Brefugee · 02/05/2019 13:04

This was a really interesting thread because it shows everyone has different tolerance levels (not those with OCD or Germaphobia*) to touching bins.
FWIW I'll only give my hands a good wash if i accidentally touch the grubby bit of a bin, the outside bin, or the food waste bin.

Otherwise it's a matter of getting the handles together and tying them up.

But - one thing that nobody mentioned was the OP accusing her DP of lying. I don't think that's a good thing. I think that's worth a discussion if not an apology too.

And sure, swearing at your partner and calling them crazy (although that is a catch-all term used by a lot of people when someone annoys them - it isn't always a deliberate dig at someone's mental health) isn't great, putting up with someone so controlling and disbelieving might make the most rational, calm and accommodating partner snap.

Sounds like it's all sorted out now so that's good. Communication is key.

*I kept reading German-phobia which made me snigger a bit.

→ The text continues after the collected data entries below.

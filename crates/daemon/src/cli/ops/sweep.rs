use std::time::Duration;

use clap::Args;

use common::error::StoreError;
use common::store::{Store, StoreConfig};
use depot_daemon::state::{AppState, StateError};

/// Remove abandoned staging artifacts from the storage root.
#[derive(Args, Debug, Clone)]
pub struct Sweep {
    /// Only remove artifacts not modified for this many seconds
    #[arg(long, default_value_t = 3600)]
    pub older_than_secs: u64,
}

#[derive(Debug, thiserror::Error)]
pub enum SweepError {
    #[error("state error: {0}")]
    State(#[from] StateError),
    #[error("sweep failed: {0}")]
    Store(#[from] StoreError),
}

#[async_trait::async_trait]
impl crate::cli::op::Op for Sweep {
    type Error = SweepError;
    type Output = String;

    async fn execute(&self, ctx: &crate::cli::op::OpContext) -> Result<Self::Output, Self::Error> {
        let state = AppState::load(ctx.config_path.clone())?;
        let store = Store::open(StoreConfig::new(&state.storage_root)).await?;

        let removed = store
            .sweep(Duration::from_secs(self.older_than_secs))
            .await?;
        Ok(format!(
            "removed {} staging artifact(s) older than {}s from {}",
            removed,
            self.older_than_secs,
            store.staging().dir().display()
        ))
    }
}
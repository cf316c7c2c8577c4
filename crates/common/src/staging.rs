use std::error::Error as StdError;
use std::io;
use std::path::{Path, PathBuf};
use std::sync::Arc;
use std::time::{Duration, SystemTime};

use bytes::Bytes;
use futures::{Stream, StreamExt};
use tokio::fs::{File, OpenOptions};
use tokio::io::AsyncWriteExt;

use crate::collision::{disambiguate, Disambiguator};
use crate::error::{IoContext, StoreError};
use crate::layout::sanitize_filename;

const MAX_CREATE_ATTEMPTS: usize = 32;

/// A fully written upload waiting in the staging tree.
#[derive(Debug)]
pub struct StagedFile {
    path: PathBuf,
    size: u64,
}

impl StagedFile {
    pub fn path(&self) -> &Path {
        &self.path
    }

    pub fn size(&self) -> u64 {
        self.size
    }

    /// Remove the artifact, logging rather than returning failures.
    pub async fn discard(self) {
        discard(&self.path).await;
    }
}

pub(crate) async fn discard(path: &Path) {
    match tokio::fs::remove_file(path).await {
        Ok(()) => tracing::debug!(path = %path.display(), "removed staging artifact"),
        Err(e) if e.kind() == io::ErrorKind::NotFound => {}
        Err(e) => tracing::warn!(
            path = %path.display(),
            error = %e,
            "failed to remove staging artifact"
        ),
    }
}

/// The `temp/` subtree where uploads are written before they are committed.
///
/// Artifacts here belong to the request that created them; nothing else reads
/// them. Artifacts abandoned by dropped connections are recognisable by age
/// and removed by [`StagingArea::sweep`].
#[derive(Debug, Clone)]
pub struct StagingArea {
    dir: PathBuf,
    disambiguator: Arc<dyn Disambiguator>,
}

impl StagingArea {
    pub fn new(dir: impl Into<PathBuf>, disambiguator: Arc<dyn Disambiguator>) -> Self {
        Self {
            dir: dir.into(),
            disambiguator,
        }
    }

    pub fn dir(&self) -> &Path {
        &self.dir
    }

    /// Write `stream` to a new staging artifact.
    ///
    /// Returns only once every byte is written and synced. On any failure the
    /// partial artifact is removed before the error is returned.
    pub async fn stage<S, E>(
        &self,
        declared_name: &str,
        stream: S,
        limit: Option<u64>,
    ) -> Result<StagedFile, StoreError>
    where
        S: Stream<Item = Result<Bytes, E>>,
        E: Into<Box<dyn StdError + Send + Sync>>,
    {
        tokio::fs::create_dir_all(&self.dir)
            .await
            .op("create staging directory")?;

        let (path, file) = self.create_exclusive(&sanitize_filename(declared_name)).await?;
        tracing::debug!(path = %path.display(), "staging upload");

        match write_stream(file, stream, limit).await {
            Ok(size) => Ok(StagedFile { path, size }),
            Err(e) => {
                discard(&path).await;
                Err(e)
            }
        }
    }

    async fn create_exclusive(&self, name: &str) -> Result<(PathBuf, File), StoreError> {
        let mut candidate = name.to_string();
        for _ in 0..MAX_CREATE_ATTEMPTS {
            let path = self.dir.join(&candidate);
            match OpenOptions::new()
                .write(true)
                .create_new(true)
                .open(&path)
                .await
            {
                Ok(file) => return Ok((path, file)),
                Err(e) if e.kind() == io::ErrorKind::AlreadyExists => {
                    candidate = disambiguate(name, self.disambiguator.next());
                }
                Err(e) => return Err(StoreError::io("create staging artifact", e)),
            }
        }
        Err(StoreError::Conflict(format!(
            "no free staging name for '{}'",
            name
        )))
    }

    /// Remove staging artifacts last modified more than `max_age` ago.
    pub async fn sweep(&self, max_age: Duration) -> Result<usize, StoreError> {
        let mut entries = match tokio::fs::read_dir(&self.dir).await {
            Ok(entries) => entries,
            Err(e) if e.kind() == io::ErrorKind::NotFound => return Ok(0),
            Err(e) => return Err(StoreError::io("read staging directory", e)),
        };
        let now = SystemTime::now();
        let mut removed = 0;
        while let Some(entry) = entries.next_entry().await.op("read staging directory")? {
            let Ok(metadata) = entry.metadata().await else {
                continue;
            };
            if !metadata.is_file() {
                continue;
            }
            let age = metadata
                .modified()
                .ok()
                .and_then(|modified| now.duration_since(modified).ok())
                .unwrap_or_default();
            if age > max_age {
                match tokio::fs::remove_file(entry.path()).await {
                    Ok(()) => removed += 1,
                    Err(e) => tracing::warn!(
                        path = %entry.path().display(),
                        error = %e,
                        "failed to sweep staging artifact"
                    ),
                }
            }
        }
        tracing::info!(removed, "staging sweep finished");
        Ok(removed)
    }
}

async fn write_stream<S, E>(mut file: File, stream: S, limit: Option<u64>) -> Result<u64, StoreError>
where
    S: Stream<Item = Result<Bytes, E>>,
    E: Into<Box<dyn StdError + Send + Sync>>,
{
    let mut stream = std::pin::pin!(stream);
    let mut written: u64 = 0;
    while let Some(chunk) = stream.next().await {
        let chunk = chunk.map_err(|e| StoreError::Interrupted(e.into()))?;
        written += chunk.len() as u64;
        if let Some(limit) = limit {
            if written > limit {
                return Err(StoreError::SizeLimitExceeded { limit });
            }
        }
        file.write_all(&chunk).await.op("write staging artifact")?;
    }
    file.flush().await.op("flush staging artifact")?;
    file.sync_all().await.op("sync staging artifact")?;
    Ok(written)
}

#[cfg(test)]
mod tests {
    use super::*;

    use crate::collision::Counter;

    fn area(dir: &Path) -> StagingArea {
        StagingArea::new(dir.join("temp"), Arc::new(Counter::default()))
    }

    fn chunks(parts: &[&'static [u8]]) -> impl Stream<Item = Result<Bytes, io::Error>> {
        let items: Vec<Result<Bytes, io::Error>> =
            parts.iter().map(|p| Ok(Bytes::from_static(p))).collect();
        futures::stream::iter(items)
    }

    #[tokio::test]
    async fn test_stage_writes_all_bytes() {
        let root = tempfile::tempdir().unwrap();
        let staging = area(root.path());

        let staged = staging
            .stage("../evil/name.bin", chunks(&[b"hello ", b"world"]), None)
            .await
            .unwrap();

        assert_eq!(staged.size(), 11);
        assert_eq!(staged.path(), root.path().join("temp/name.bin"));
        assert_eq!(std::fs::read(staged.path()).unwrap(), b"hello world");
    }

    #[tokio::test]
    async fn test_stage_same_name_twice_gets_distinct_artifacts() {
        let root = tempfile::tempdir().unwrap();
        let staging = area(root.path());

        let first = staging.stage("a.txt", chunks(&[b"1"]), None).await.unwrap();
        let second = staging.stage("a.txt", chunks(&[b"2"]), None).await.unwrap();

        assert_ne!(first.path(), second.path());
        assert_eq!(second.path().file_name().unwrap(), "a-1.txt");
    }

    #[tokio::test]
    async fn test_overflow_removes_partial_artifact() {
        let root = tempfile::tempdir().unwrap();
        let staging = area(root.path());

        let result = staging
            .stage("big.bin", chunks(&[b"12345", b"67890"]), Some(8))
            .await;

        assert!(matches!(result, Err(StoreError::SizeLimitExceeded { limit: 8 })));
        assert_eq!(std::fs::read_dir(staging.dir()).unwrap().count(), 0);
    }

    #[tokio::test]
    async fn test_exact_limit_is_accepted() {
        let root = tempfile::tempdir().unwrap();
        let staging = area(root.path());

        let staged = staging
            .stage("fits.bin", chunks(&[b"1234", b"5678"]), Some(8))
            .await
            .unwrap();
        assert_eq!(staged.size(), 8);
    }

    #[tokio::test]
    async fn test_stream_error_removes_partial_artifact() {
        let root = tempfile::tempdir().unwrap();
        let staging = area(root.path());
        let items: Vec<Result<Bytes, io::Error>> = vec![
            Ok(Bytes::from_static(b"partial")),
            Err(io::Error::new(io::ErrorKind::ConnectionReset, "client went away")),
        ];

        let result = staging
            .stage("drop.bin", futures::stream::iter(items), None)
            .await;

        assert!(matches!(result, Err(StoreError::Interrupted(_))));
        assert_eq!(std::fs::read_dir(staging.dir()).unwrap().count(), 0);
    }

    #[tokio::test]
    async fn test_sweep_removes_only_old_artifacts() {
        let root = tempfile::tempdir().unwrap();
        let staging = area(root.path());
        let staged = staging.stage("old.bin", chunks(&[b"x"]), None).await.unwrap();

        assert_eq!(staging.sweep(Duration::from_secs(3600)).await.unwrap(), 0);
        assert!(staged.path().exists());

        tokio::time::sleep(Duration::from_millis(20)).await;
        assert_eq!(staging.sweep(Duration::from_millis(1)).await.unwrap(), 1);
        assert!(!staged.path().exists());
    }

    #[tokio::test]
    async fn test_sweep_without_staging_dir() {
        let root = tempfile::tempdir().unwrap();
        assert_eq!(area(root.path()).sweep(Duration::ZERO).await.unwrap(), 0);
    }
}
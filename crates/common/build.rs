use std::env;
use std::process::Command;

fn git(args: &[&str]) -> Option<String> {
    let output = Command::new("git").args(args).output().ok()?;
    if !output.status.success() {
        return None;
    }
    let text = String::from_utf8(output.stdout).ok()?;
    let text = text.trim();
    (!text.is_empty()).then(|| text.to_string())
}

fn emit(key: &str, value: &str) {
    println!("cargo:rustc-env={}={}", key, value);
}

fn main() {
    println!("cargo:rerun-if-changed=build.rs");
    println!("cargo:rerun-if-changed=.git/HEAD");
    println!("cargo:rerun-if-env-changed=CI_BUILD_REF");

    emit(
        "DEPOT_BUILD_PROFILE",
        &env::var("PROFILE").unwrap_or_else(|_| "unknown".to_string()),
    );

    let version = env::var("CI_BUILD_REF")
        .ok()
        .filter(|v| !v.is_empty())
        .or_else(|| git(&["describe", "--always", "--dirty", "--long", "--tags"]))
        .or_else(|| git(&["rev-parse", "--short", "HEAD"]))
        .unwrap_or_else(|| env::var("CARGO_PKG_VERSION").unwrap_or_else(|_| "unknown".into()));
    emit("DEPOT_REPO_VERSION", &version);

    emit("DEPOT_BUILD_TIMESTAMP", &chrono::Utc::now().to_rfc3339());

    let rustc = Command::new("rustc")
        .arg("--version")
        .output()
        .ok()
        .filter(|o| o.status.success())
        .and_then(|o| String::from_utf8(o.stdout).ok())
        .map(|s| s.trim().to_string())
        .unwrap_or_else(|| "unknown".to_string());
    emit("DEPOT_RUST_VERSION", &rustc);

    emit(
        "DEPOT_BUILD_TARGET",
        &env::var("TARGET").unwrap_or_else(|_| "unknown".to_string()),
    );
}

Smellslikemiddleagespirit · 02/05/2019 13:17

It cannot be cured

This is true of my DDs OCD, too. She has it as a co-morbidity with autism; basically, she was born with it.
So sad to read the intolerance on here, and conclude that she will be derided as selfish and manipulative while those around her will get all the sympathy for having to put up with her. Yes, it’s made my life very difficult and affected the whole family, but it’s her who is suffering, and screaming inside most of the time.

but it is NOT too much to expect a life partner to have some empathy and avoid obvious, known triggers that will make the partner they supposedly love very, very ill

^Precisely.

Gratefulbeyond103 · 02/05/2019 13:24

This was probably the straw for him rather than just one comment from the op.
Yes he is meant to be supportive and empathetic etc but theres also a limit to that when its affecting your life.

Belenus · 02/05/2019 14:29

I think as long as you follow general guidelines you will be ok. Wash your hands before you prepare food and before you eat. And keep utensils and food surfaces clean. That is enough to prevent the consumption of germs. I don't think you can ever consider the contents of your fridge to be germ free unless you wash everything before you put them in the fridge.

That's all fine and logical. I have an ex boyfriend who has OCD. As he made clear to me, it just isn't susceptible to logic. If it were, it would be much easier to treat. It doesn't matter if on some logical, intellectual level some part of your brain knows that things are safe. That's not what the OCD was telling him.

sundaybluecoffee · 02/05/2019 16:54

@Stovetop
"Do you wash all food items and fruit and veg before you put in the fridge?"

Yes, everything I buy that comes inside the house is cleaned (if it can be!). I don't however, ask that my partner cleans any of his food, I just have a separate shelf in the fridge for my stuff.

I also change my clothes when I come inside if I've sat down outside/in a car/bus etc.

OP posts:
Stovetop · 03/05/2019 01:05

Are you able to start seeing the shared fridge (between you and your dh) as an extension of the supermarket? So accept that it is still contaminated with germs, just as the food was before you bought it.

This would decrease anxiety about the cleaning the items before you put them it and about what your dh does to the fridge.

Focus on decontaminating the food from the moment you start food prep. Wash hands, foods, utensils etc before you prepare food.